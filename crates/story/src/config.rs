use choreography::ScriptConfig;
use layers::LabelPlacementConfig;
use serde::{Deserialize, Serialize};
use thiserror::Error;

use crate::input::Keymap;

#[derive(Debug, Error)]
pub enum ConfigError {
    #[error("invalid story config: {0}")]
    Parse(#[from] serde_json::Error),
}

#[derive(Debug, Copy, Clone, PartialEq, Serialize, Deserialize)]
#[serde(default)]
pub struct CameraConfig {
    pub fov_y_deg: f64,
    pub near: f64,
    pub far: f64,
}

impl Default for CameraConfig {
    fn default() -> Self {
        Self {
            fov_y_deg: 50.0,
            near: 0.25,
            far: 2000.0,
        }
    }
}

/// Session tuning. Every field has a default, so `{}` is a valid config.
#[derive(Debug, Clone, PartialEq, Serialize, Deserialize)]
#[serde(default)]
pub struct StoryConfig {
    /// Seconds without input before the session resets. `0` disables.
    pub idle_timeout_s: f64,
    /// Pick radius around each hotspot (world units).
    pub hotspot_radius: f64,
    pub transition_smooth_time_s: f64,
    /// Keep interactive transitions at the look-at height.
    pub level_flythrough: bool,
    pub script: ScriptConfig,
    pub camera: CameraConfig,
    pub label: LabelPlacementConfig,
    pub keymap: Keymap,
}

impl Default for StoryConfig {
    fn default() -> Self {
        Self {
            idle_timeout_s: 300.0,
            hotspot_radius: 2.0,
            transition_smooth_time_s: 0.6,
            level_flythrough: false,
            script: ScriptConfig::default(),
            camera: CameraConfig::default(),
            label: LabelPlacementConfig::default(),
            keymap: Keymap::default(),
        }
    }
}

impl StoryConfig {
    pub fn from_json(json: &str) -> Result<Self, ConfigError> {
        Ok(serde_json::from_str(json)?)
    }
}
──────────────────────────────
* **Assignment**
State how many lines of the listing include "CameraConfig", and nothing more.

* **Written reply**
4